We're informed that "extreme" conservatism, as defined by the Tea Party or the NRA, should be "illegitimate." This is precisely what CBS was selling about Ronald Reagan 32 years ago. Dickerson wants Obama to be liberal enough to spur "more tin-eared, dooming declarations of absolutism like those made by conservatives who sought to define the difference between legitimate and illegitimate rape -- and handed control of the Senate to Democrats along the way."
In imagining a slow political suicide of the American right, Dickerson isn't so much out in front of Obama as helpfully channeling Obama. On Saturday's "Early Show" on CBS, Dickerson explained Obama's thinking: "We heard in his press conference this week -- which is, confrontation has to be the order of the day. He's tried to work with Republicans and as he said, you know, I could have more parties with them but it doesn't change the way they behave."
It's preposterous that a "journalist" would say all this. It is mind-boggling to consider he actually believes this.

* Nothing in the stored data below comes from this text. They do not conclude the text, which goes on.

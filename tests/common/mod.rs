#![allow(dead_code)]

use std::time::Duration;

use futures_util::StreamExt;
use serde_json::Value;
use tokio::net::TcpStream;
use tokio::sync::oneshot;
use tokio::time::timeout;
use tokio_tungstenite::tungstenite::Message;
use tokio_tungstenite::{connect_async, MaybeTlsStream, WebSocketStream};
use ws_relay::{RouterHandle, Server, ServerConfig};

pub type Socket = WebSocketStream<MaybeTlsStream<TcpStream>>;

pub const READ_TIMEOUT: Duration = Duration::from_secs(3);

pub struct TestServer {
    pub url: String,
    pub router: RouterHandle,
    shutdown: Option<oneshot::Sender<()>>,
}

impl Drop for TestServer {
    fn drop(&mut self) {
        if let Some(tx) = self.shutdown.take() {
            let _ = tx.send(());
        }
    }
}

/// Run a relay on `listen` until the returned value is dropped
pub async fn start_server_on(listen: &str) -> TestServer {
    let config = ServerConfig::default().with_listen(listen.parse().unwrap());
    let server = Server::bind(config).await.unwrap();
    let addr = server.local_addr().unwrap();
    let router = server.router();

    let (shutdown_tx, shutdown_rx) = oneshot::channel::<()>();
    tokio::spawn(server.run_until(async move {
        let _ = shutdown_rx.await;
    }));

    TestServer {
        url: format!("ws://{}/ws", addr),
        router,
        shutdown: Some(shutdown_tx),
    }
}

pub async fn start_server() -> TestServer {
    start_server_on("127.0.0.1:0").await
}

/// Read the next text frame as JSON
pub async fn read_json(socket: &mut Socket) -> Value {
    loop {
        let msg = timeout(READ_TIMEOUT, socket.next())
            .await
            .expect("timed out waiting for frame")
            .expect("socket closed")
            .expect("websocket error");
        if let Message::Text(text) = msg {
            return serde_json::from_str(&text).expect("server sent invalid JSON");
        }
    }
}

/// Open a raw socket and consume the welcome envelope
pub async fn join(url: &str) -> Socket {
    let (mut socket, _) = connect_async(url).await.expect("handshake failed");
    let welcome = read_json(&mut socket).await;
    assert_eq!(welcome["type"], "connected");
    socket
}

/// Assert nothing arrives for a short while
pub async fn assert_silent(socket: &mut Socket) {
    let result = timeout(Duration::from_millis(200), socket.next()).await;
    assert!(result.is_err(), "unexpected frame: {:?}", result);
}

/// Poll the router until it reports `expected` connections
pub async fn wait_for_live_count(router: &RouterHandle, expected: usize) {
    timeout(READ_TIMEOUT, async {
        loop {
            if router.live_count().await.unwrap() == expected {
                return;
            }
            tokio::time::sleep(Duration::from_millis(10)).await;
        }
    })
    .await
    .expect("live count never reached expected value");
}
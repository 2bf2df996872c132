//! One end-to-end search: remember credentials, look up channel names,
//! collect the window, summarize it and record the result in history.
//!
//! This is the only part of the crate that touches storage; the collector and
//! the summarizer stay storage-free.

use async_trait::async_trait;
use chrono::{DateTime, Utc};
use serde::{Deserialize, Serialize};
use tracing::{info, warn};

use recap_store::{CredentialVault, Credentials, KeyValueStore, SearchHistory};

use crate::collector::{collect_window, CollectOptions};
use crate::discord::{ChannelInfo, DiscordClient};
use crate::error::{RecapError, RecapResult};
use crate::history::PageSource;
use crate::message::{Message, TimeWindow};
use crate::progress::ProgressSink;
use crate::snowflake::Snowflake;
use crate::summarize::{Summary, SummaryClient, Usage};

/// Resolves display names for a channel. Must not fail.
#[async_trait]
pub trait ChannelDirectory: Send + Sync {
    async fn channel_info(&self, channel_id: &str, token: &str) -> ChannelInfo;
}

#[async_trait]
impl ChannelDirectory for DiscordClient {
    async fn channel_info(&self, channel_id: &str, token: &str) -> ChannelInfo {
        self.fetch_channel_info(channel_id, token).await
    }
}

/// Produces a summary for an ordered message list.
#[async_trait]
pub trait Summarizer: Send + Sync {
    async fn summarize(
        &self,
        messages: &[Message],
        token: &str,
        progress: &dyn ProgressSink,
    ) -> RecapResult<Summary>;
}

#[async_trait]
impl Summarizer for SummaryClient {
    async fn summarize(
        &self,
        messages: &[Message],
        token: &str,
        progress: &dyn ProgressSink,
    ) -> RecapResult<Summary> {
        SummaryClient::summarize(self, messages, token, progress).await
    }
}

/// What the user asked for.
#[derive(Debug, Clone, PartialEq, Eq)]
pub struct SearchRequest {
    pub channel_id: String,
    pub chat_token: String,
    pub summary_token: String,
    pub from: DateTime<Utc>,
    /// `None` means "up to now".
    pub to: Option<DateTime<Utc>>,
    /// Zone the window was entered in, e.g. `+02:00`. Display only.
    pub timezone: String,
}

impl SearchRequest {
    pub fn validate(&self) -> RecapResult<()> {
        for (field, value) in [
            ("channel_id", &self.channel_id),
            ("chat_token", &self.chat_token),
            ("summary_token", &self.summary_token),
        ] {
            if value.trim().is_empty() {
                return Err(RecapError::InvalidInput(format!(
                    "{} is missing",
                    field
                )));
            }
        }
        self.channel_id
            .parse::<Snowflake>()
            .map_err(|_| RecapError::InvalidInput(format!("{:?} is not a channel id", self.channel_id)))?;
        if self.window().is_inverted() {
            return Err(RecapError::InvalidInput(
                "end date must be after start date".to_string(),
            ));
        }
        Ok(())
    }

    pub fn window(&self) -> TimeWindow {
        TimeWindow::new(self.from, self.to)
    }
}

/// A finished search, as kept in history.
#[derive(Debug, Clone, PartialEq, Serialize, Deserialize)]
pub struct SearchRecord {
    pub channel_id: String,
    pub channel_name: String,
    pub server_name: String,
    pub messages: Vec<Message>,
    /// Timestamp of the oldest collected message.
    pub from_date: Option<DateTime<Utc>>,
    /// Timestamp of the newest collected message.
    pub to_date: Option<DateTime<Utc>>,
    pub created_at: DateTime<Utc>,
    /// Zone the window was entered in. Empty for records saved without one.
    #[serde(default)]
    pub timezone: String,
    pub message_count: usize,
    pub summary: String,
    pub usage: Usage,
}

impl SearchRecord {
    pub fn new(
        request: &SearchRequest,
        info: ChannelInfo,
        messages: Vec<Message>,
        summary: Summary,
    ) -> Self {
        Self {
            channel_id: request.channel_id.clone(),
            channel_name: info.channel_name,
            server_name: info.server_name,
            from_date: messages.first().map(|m| m.timestamp),
            to_date: messages.last().map(|m| m.timestamp),
            created_at: Utc::now(),
            timezone: request.timezone.clone(),
            message_count: messages.len(),
            messages,
            summary: summary.summary,
            usage: summary.usage,
        }
    }
}

pub struct Session<'a> {
    source: &'a dyn PageSource,
    directory: &'a dyn ChannelDirectory,
    summarizer: &'a dyn Summarizer,
    store: &'a dyn KeyValueStore,
    options: CollectOptions,
}

impl<'a> Session<'a> {
    pub fn new(
        source: &'a dyn PageSource,
        directory: &'a dyn ChannelDirectory,
        summarizer: &'a dyn Summarizer,
        store: &'a dyn KeyValueStore,
    ) -> Self {
        Self {
            source,
            directory,
            summarizer,
            store,
            options: CollectOptions::default(),
        }
    }

    pub fn with_options(mut self, options: CollectOptions) -> Self {
        self.options = options;
        self
    }

    /// Run a full search and record it in history.
    pub async fn run(
        &self,
        request: &SearchRequest,
        progress: &dyn ProgressSink,
    ) -> RecapResult<SearchRecord> {
        request.validate()?;

        CredentialVault::new(self.store).save(&Credentials {
            channel_id: request.channel_id.clone(),
            chat_token: request.chat_token.clone(),
            summary_token: request.summary_token.clone(),
        })?;

        progress.report("Fetching channel information...");
        let info = self
            .directory
            .channel_info(&request.channel_id, &request.chat_token)
            .await;

        let messages = collect_window(
            self.source,
            &request.channel_id,
            &request.chat_token,
            request.window(),
            progress,
            &self.options,
        )
        .await?;

        progress.report(&format!(
            "Found {} unique messages. Starting summarization...",
            messages.len()
        ));
        let summary = self
            .summarizer
            .summarize(&messages, &request.summary_token, progress)
            .await?;

        let record = SearchRecord::new(request, info, messages, summary);
        info!(
            "Search complete: #{} ({}) {} messages",
            record.channel_name, record.server_name, record.message_count
        );

        if let Err(e) = SearchHistory::new(self.store).push(record.clone()) {
            warn!("Error saving search history: {}", e);
        }

        Ok(record)
    }
}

Another CBS star, Bob Schieffer, demonstrated the media's impatience with anything but a fervently leftist Obama in a second term. After the president made a speech for more gun control, Schieffer leaned on history to insist that beating the "gun lobby" has to be easier than killing Osama bin Laden or "defeating the Nazis."
Schieffer argued, "the president is going to have to do more than just make a speech about it. This is one of the best speeches I've ever heard him deliver, but it's going to take more than that from the White House. He's going to have to get his hands dirty."
Liberal journalists don't want lofty oratory in the second term. They want conservatives defeated and "delegitimized." They want a smash-mouth Obama who accomplishes their agenda of "responding to the threat of climate change," and marriages for our "gay brothers and sisters" in all 50 states, and amnesty for "bright young students" so they "will be enlisted in our workforce rather than expelled from our country." All of these and more were promised to liberals in Obama's second inaugural address.
Richard Stevenson at The New York Times passed along the Orwellian echo of Obama's "unapologetic argument that modern liberalism was perfectly consistent with the spirit of the founders."
The battle is joined. The only question left is whether the Republicans will have the will to fight.